• _Saved data entries_
==*==
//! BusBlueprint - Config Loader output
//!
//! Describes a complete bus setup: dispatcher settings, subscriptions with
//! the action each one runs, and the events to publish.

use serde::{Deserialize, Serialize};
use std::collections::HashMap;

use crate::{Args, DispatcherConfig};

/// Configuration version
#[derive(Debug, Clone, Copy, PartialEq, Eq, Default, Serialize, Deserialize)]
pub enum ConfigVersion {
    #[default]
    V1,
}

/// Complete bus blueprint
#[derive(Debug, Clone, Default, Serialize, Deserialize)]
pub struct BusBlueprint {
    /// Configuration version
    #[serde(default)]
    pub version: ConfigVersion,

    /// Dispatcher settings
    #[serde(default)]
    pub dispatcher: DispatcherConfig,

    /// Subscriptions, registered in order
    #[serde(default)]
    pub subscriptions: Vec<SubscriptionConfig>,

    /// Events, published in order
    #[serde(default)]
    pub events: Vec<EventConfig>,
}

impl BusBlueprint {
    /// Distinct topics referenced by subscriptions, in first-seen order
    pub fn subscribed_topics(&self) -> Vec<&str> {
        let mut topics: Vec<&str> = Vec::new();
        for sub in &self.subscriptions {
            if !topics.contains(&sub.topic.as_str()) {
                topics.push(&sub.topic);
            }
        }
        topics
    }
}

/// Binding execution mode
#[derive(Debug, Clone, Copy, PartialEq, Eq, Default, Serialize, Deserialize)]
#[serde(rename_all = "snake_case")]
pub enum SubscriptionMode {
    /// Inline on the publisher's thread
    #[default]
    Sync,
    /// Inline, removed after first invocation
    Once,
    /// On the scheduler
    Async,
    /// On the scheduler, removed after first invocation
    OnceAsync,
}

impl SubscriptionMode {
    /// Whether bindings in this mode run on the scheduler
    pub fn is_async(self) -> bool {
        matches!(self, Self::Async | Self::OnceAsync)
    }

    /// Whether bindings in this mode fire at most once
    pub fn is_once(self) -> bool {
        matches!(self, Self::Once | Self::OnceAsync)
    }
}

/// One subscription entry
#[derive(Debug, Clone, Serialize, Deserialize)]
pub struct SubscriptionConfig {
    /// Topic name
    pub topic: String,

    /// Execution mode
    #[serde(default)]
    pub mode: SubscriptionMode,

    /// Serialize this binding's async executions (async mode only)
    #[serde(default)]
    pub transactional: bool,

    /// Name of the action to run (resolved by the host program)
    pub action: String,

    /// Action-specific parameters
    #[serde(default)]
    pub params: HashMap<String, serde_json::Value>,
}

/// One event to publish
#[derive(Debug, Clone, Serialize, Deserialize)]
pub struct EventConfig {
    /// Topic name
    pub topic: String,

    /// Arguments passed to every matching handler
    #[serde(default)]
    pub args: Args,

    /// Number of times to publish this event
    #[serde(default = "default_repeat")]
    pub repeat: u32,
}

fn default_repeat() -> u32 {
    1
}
==*==
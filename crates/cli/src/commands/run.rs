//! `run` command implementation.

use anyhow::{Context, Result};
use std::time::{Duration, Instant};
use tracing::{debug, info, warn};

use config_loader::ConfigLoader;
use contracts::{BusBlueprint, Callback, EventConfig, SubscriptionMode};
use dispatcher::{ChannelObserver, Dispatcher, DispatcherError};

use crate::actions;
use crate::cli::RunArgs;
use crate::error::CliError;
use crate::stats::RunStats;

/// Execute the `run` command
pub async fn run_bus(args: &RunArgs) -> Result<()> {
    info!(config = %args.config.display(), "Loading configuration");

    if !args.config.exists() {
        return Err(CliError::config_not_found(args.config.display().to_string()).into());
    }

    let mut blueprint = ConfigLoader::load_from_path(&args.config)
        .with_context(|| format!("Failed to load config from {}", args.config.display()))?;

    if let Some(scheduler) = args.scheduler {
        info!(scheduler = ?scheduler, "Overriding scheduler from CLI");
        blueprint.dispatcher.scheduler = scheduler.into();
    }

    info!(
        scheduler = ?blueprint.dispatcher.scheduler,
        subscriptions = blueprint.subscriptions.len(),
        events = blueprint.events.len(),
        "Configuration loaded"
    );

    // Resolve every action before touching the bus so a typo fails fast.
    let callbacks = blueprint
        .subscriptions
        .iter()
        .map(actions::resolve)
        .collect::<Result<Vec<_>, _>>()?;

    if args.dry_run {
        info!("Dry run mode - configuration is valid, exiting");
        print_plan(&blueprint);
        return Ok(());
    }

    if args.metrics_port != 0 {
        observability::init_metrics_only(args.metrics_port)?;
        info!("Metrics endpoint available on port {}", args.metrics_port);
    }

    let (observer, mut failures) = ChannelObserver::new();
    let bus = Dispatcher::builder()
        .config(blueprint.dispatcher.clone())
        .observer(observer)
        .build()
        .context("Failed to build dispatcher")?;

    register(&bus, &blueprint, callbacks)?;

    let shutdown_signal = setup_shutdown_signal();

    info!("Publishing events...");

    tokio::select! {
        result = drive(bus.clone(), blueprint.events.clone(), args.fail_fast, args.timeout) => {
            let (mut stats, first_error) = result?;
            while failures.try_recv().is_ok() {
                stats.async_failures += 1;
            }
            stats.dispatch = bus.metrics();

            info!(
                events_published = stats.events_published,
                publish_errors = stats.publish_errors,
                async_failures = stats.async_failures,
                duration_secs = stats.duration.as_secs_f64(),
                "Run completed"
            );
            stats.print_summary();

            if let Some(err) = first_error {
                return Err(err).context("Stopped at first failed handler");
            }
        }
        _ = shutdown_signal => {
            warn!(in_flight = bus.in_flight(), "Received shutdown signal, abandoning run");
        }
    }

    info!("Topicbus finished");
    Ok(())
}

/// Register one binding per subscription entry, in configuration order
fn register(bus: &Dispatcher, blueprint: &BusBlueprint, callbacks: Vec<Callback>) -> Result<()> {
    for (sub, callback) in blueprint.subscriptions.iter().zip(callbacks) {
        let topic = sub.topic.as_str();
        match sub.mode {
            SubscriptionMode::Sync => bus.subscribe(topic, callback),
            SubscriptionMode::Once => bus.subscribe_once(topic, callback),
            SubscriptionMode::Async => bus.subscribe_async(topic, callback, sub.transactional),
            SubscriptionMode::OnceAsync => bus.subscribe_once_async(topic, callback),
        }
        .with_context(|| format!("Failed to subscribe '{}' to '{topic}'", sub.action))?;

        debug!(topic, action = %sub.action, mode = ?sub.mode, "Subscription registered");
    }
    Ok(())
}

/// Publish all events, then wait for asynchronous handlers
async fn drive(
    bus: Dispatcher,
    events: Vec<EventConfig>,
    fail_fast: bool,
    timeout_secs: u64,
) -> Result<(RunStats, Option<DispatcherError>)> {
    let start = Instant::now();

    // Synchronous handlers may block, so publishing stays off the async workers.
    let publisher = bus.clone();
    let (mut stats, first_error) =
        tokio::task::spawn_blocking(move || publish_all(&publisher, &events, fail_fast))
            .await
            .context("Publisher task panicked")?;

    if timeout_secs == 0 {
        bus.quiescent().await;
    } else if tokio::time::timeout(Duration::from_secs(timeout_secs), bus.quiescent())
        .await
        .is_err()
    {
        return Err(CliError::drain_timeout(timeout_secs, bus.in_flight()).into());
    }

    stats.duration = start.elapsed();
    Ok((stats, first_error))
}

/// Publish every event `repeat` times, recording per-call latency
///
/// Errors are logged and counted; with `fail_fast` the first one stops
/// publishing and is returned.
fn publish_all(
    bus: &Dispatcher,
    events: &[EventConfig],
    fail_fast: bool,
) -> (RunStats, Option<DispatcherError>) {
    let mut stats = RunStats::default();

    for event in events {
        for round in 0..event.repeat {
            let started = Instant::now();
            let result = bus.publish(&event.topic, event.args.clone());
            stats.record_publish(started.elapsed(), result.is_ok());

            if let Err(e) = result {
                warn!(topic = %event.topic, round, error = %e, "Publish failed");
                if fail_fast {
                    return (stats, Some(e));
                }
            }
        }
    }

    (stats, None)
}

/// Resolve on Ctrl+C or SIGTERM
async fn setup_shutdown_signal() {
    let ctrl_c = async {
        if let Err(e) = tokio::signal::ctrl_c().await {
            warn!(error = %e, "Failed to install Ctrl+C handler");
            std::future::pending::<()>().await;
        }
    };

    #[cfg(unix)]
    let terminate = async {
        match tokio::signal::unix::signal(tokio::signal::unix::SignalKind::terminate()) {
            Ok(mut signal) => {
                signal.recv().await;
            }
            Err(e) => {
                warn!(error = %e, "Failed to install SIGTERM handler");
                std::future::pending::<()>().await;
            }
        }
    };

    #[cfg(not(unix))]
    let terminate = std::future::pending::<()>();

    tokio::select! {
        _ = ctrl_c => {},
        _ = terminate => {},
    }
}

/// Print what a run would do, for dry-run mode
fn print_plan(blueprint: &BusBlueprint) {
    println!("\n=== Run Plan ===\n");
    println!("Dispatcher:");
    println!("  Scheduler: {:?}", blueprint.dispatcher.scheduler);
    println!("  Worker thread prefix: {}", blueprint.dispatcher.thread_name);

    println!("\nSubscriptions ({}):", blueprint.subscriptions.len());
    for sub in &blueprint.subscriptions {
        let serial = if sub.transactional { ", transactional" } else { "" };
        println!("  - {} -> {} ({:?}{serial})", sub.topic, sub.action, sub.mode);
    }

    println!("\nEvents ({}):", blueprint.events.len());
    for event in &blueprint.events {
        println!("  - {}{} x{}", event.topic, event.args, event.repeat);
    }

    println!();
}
==*==
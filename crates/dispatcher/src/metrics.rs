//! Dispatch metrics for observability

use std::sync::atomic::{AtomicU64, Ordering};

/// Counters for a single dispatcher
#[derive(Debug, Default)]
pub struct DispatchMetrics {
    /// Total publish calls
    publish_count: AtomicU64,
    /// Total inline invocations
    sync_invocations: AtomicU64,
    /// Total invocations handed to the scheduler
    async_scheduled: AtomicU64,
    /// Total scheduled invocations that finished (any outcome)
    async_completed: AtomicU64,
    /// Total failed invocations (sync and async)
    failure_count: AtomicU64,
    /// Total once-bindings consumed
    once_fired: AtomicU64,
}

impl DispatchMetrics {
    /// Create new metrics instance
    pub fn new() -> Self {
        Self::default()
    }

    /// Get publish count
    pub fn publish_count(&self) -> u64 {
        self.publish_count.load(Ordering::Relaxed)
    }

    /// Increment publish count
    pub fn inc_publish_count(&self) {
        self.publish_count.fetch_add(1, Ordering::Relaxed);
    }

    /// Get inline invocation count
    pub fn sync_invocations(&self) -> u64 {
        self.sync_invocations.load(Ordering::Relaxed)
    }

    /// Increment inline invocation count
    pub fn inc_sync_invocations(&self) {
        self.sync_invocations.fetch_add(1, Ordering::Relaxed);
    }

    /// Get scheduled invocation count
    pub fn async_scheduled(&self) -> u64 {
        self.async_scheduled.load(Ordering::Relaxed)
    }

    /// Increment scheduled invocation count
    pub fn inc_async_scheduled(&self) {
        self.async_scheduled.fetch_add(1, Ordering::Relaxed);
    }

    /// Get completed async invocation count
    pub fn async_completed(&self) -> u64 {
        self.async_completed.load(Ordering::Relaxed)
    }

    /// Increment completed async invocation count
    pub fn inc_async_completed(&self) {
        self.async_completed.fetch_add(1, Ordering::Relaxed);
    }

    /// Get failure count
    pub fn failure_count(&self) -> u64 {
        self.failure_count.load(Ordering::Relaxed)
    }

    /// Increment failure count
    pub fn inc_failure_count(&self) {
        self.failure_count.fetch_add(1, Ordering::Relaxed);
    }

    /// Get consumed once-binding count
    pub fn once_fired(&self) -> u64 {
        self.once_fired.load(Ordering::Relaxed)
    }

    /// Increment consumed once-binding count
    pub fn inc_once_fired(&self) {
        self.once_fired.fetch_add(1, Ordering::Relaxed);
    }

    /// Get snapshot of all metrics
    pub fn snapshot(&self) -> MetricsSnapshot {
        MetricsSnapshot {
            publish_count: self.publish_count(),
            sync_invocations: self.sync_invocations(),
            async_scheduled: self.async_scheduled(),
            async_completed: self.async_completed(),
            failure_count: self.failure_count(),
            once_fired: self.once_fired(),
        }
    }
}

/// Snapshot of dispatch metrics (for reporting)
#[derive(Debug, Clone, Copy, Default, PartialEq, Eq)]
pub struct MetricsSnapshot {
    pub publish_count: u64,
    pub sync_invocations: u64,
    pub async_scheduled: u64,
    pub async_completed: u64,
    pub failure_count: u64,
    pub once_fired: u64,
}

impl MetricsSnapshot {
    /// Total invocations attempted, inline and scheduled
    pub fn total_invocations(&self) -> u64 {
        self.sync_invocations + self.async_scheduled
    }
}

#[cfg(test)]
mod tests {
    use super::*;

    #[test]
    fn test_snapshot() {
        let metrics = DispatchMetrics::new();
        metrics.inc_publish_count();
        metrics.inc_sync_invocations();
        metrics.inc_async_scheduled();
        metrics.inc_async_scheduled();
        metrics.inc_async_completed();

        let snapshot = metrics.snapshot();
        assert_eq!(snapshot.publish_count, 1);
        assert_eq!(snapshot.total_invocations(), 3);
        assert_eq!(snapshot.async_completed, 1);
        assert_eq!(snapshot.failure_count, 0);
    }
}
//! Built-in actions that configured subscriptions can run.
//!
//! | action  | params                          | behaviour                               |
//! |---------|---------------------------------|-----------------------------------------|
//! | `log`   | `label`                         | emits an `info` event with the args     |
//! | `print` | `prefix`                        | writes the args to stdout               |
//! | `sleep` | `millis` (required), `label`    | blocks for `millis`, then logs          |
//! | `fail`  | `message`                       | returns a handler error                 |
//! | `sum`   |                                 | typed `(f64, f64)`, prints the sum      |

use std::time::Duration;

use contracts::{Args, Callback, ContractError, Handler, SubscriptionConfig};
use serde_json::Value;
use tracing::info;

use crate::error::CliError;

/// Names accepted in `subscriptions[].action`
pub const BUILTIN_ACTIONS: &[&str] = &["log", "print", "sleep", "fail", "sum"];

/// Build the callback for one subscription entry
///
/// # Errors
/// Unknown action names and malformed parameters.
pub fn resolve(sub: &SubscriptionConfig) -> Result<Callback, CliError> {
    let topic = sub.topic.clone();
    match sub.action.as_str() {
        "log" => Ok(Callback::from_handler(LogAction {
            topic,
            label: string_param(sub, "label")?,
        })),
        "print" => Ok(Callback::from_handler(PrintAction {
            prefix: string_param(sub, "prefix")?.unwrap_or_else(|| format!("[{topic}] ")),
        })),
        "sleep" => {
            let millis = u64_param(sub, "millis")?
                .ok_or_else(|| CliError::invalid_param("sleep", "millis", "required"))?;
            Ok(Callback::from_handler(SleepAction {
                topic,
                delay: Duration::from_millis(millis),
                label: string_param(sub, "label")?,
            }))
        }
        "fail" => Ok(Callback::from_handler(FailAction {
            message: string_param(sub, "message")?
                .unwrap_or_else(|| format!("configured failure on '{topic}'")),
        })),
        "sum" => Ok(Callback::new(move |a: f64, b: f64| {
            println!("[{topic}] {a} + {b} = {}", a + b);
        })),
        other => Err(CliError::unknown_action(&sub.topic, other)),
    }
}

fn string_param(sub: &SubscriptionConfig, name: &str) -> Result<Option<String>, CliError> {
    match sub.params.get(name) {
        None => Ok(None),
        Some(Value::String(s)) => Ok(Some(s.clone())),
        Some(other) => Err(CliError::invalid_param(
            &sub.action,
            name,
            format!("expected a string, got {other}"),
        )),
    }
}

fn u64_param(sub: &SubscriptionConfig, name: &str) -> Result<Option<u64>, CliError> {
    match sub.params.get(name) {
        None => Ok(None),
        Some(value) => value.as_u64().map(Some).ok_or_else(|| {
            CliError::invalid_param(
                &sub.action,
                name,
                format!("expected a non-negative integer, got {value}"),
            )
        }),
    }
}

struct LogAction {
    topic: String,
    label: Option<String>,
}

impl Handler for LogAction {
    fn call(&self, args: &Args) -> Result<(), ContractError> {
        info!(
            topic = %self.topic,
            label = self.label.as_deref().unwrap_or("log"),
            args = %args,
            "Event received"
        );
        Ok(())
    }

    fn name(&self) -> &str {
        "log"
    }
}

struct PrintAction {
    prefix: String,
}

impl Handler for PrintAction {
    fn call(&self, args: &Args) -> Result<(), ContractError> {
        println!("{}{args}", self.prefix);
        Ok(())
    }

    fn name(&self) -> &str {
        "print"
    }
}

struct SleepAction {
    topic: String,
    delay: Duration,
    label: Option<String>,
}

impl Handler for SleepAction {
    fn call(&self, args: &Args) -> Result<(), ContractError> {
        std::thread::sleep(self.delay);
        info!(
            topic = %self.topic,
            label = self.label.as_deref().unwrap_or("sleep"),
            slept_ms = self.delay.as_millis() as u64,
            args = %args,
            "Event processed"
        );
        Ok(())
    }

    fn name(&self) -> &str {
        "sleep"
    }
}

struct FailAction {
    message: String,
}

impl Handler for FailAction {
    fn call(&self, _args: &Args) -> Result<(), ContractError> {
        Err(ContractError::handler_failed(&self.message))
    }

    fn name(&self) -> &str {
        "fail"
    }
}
==*==
• _THE PROBLEM_
An exact copy of the lines above between the line holding "metrics (for reporting)" and the line holding "let metrics = DispatchMetrics::new();", inclusive, is the whole answer.

• _SOLUTION TO THIS TASK_
/// Snapshot of dispatch metrics (for reporting)
#[derive(Debug, Clone, Copy, Default, PartialEq, Eq)]
pub struct MetricsSnapshot {
    pub publish_count: u64,
    pub sync_invocations: u64,
    pub async_scheduled: u64,
    pub async_completed: u64,
    pub failure_count: u64,
    pub once_fired: u64,
}

impl MetricsSnapshot {
    /// Total invocations attempted, inline and scheduled
    pub fn total_invocations(&self) -> u64 {
        self.sync_invocations + self.async_scheduled
    }
}

#[cfg(test)]
mod tests {
    use super::*;

    #[test]
    fn test_snapshot() {
        let metrics = DispatchMetrics::new();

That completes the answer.